▶ **Extracted information**
++++
//! Bounded retry with a fixed delay.

use std::fmt::Display;
use std::future::Future;
use std::sync::atomic::{AtomicU32, Ordering};
use std::time::Duration;

use backon::{ConstantBuilder, Retryable};
use rk_config::ProcedureConfig;

/// How often and how far apart an operation is attempted
#[derive(Debug, Clone, Copy, PartialEq, Eq)]
pub struct RetryPolicy {
    /// Total attempts, the first one included
    pub max_attempts: u32,
    /// Pause between two attempts
    pub delay: Duration,
}

impl RetryPolicy {
    pub fn new(max_attempts: u32, delay: Duration) -> Self {
        Self {
            max_attempts,
            delay,
        }
    }
}

impl Default for RetryPolicy {
    fn default() -> Self {
        Self::new(5, Duration::from_secs(15))
    }
}

impl From<&ProcedureConfig> for RetryPolicy {
    fn from(config: &ProcedureConfig) -> Self {
        Self::new(config.max_attempts, Duration::from_millis(config.retry_delay_ms))
    }
}

/// The final failure after every attempt failed
#[derive(Debug, Clone, PartialEq)]
pub struct RetryExhausted<E> {
    pub attempts: u32,
    pub last_error: E,
}

/// Run `operation` until it succeeds or `policy.max_attempts` attempts have
/// failed, sleeping `policy.delay` between attempts.
///
/// The operation receives the 1-based attempt number. A policy with zero
/// attempts still runs the operation once.
pub async fn retry_fixed<F, Fut, T, E>(
    policy: &RetryPolicy,
    mut operation: F,
) -> Result<T, RetryExhausted<E>>
where
    F: FnMut(u32) -> Fut,
    Fut: Future<Output = Result<T, E>>,
    E: Display,
{
    // backon counts retries, not attempts
    let max_attempts = policy.max_attempts.max(1);
    let backoff = ConstantBuilder::default()
        .with_delay(policy.delay)
        .with_max_times(max_attempts.saturating_sub(1) as usize);

    let attempt_count = AtomicU32::new(0);

    let run_attempt = || {
        let attempt = attempt_count.fetch_add(1, Ordering::SeqCst) + 1;
        operation(attempt)
    };

    run_attempt
        .retry(backoff)
        .sleep(tokio::time::sleep)
        .notify(|err: &E, delay: Duration| {
            tracing::warn!(
                attempt = attempt_count.load(Ordering::SeqCst),
                max_attempts,
                delay_ms = delay.as_millis() as u64,
                error = %err,
                "Attempt failed, retrying"
            );
        })
        .await
        .map_err(|last_error| RetryExhausted {
            attempts: attempt_count.load(Ordering::SeqCst),
            last_error,
        })
}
++++
▶ **Exercise objective**
Once you find the line with "Self::new(5, Duration::from_secs(15))" in the entries above, output it and each line after it up to and including the line with "pub struct RetryExhausted<E>", and nothing else.

▶ **Answer**
        Self::new(5, Duration::from_secs(15))
    }
}

impl From<&ProcedureConfig> for RetryPolicy {
    fn from(config: &ProcedureConfig) -> Self {
        Self::new(config.max_attempts, Duration::from_millis(config.retry_delay_ms))
    }
}

/// The final failure after every attempt failed
#[derive(Debug, Clone, PartialEq)]
pub struct RetryExhausted<E> {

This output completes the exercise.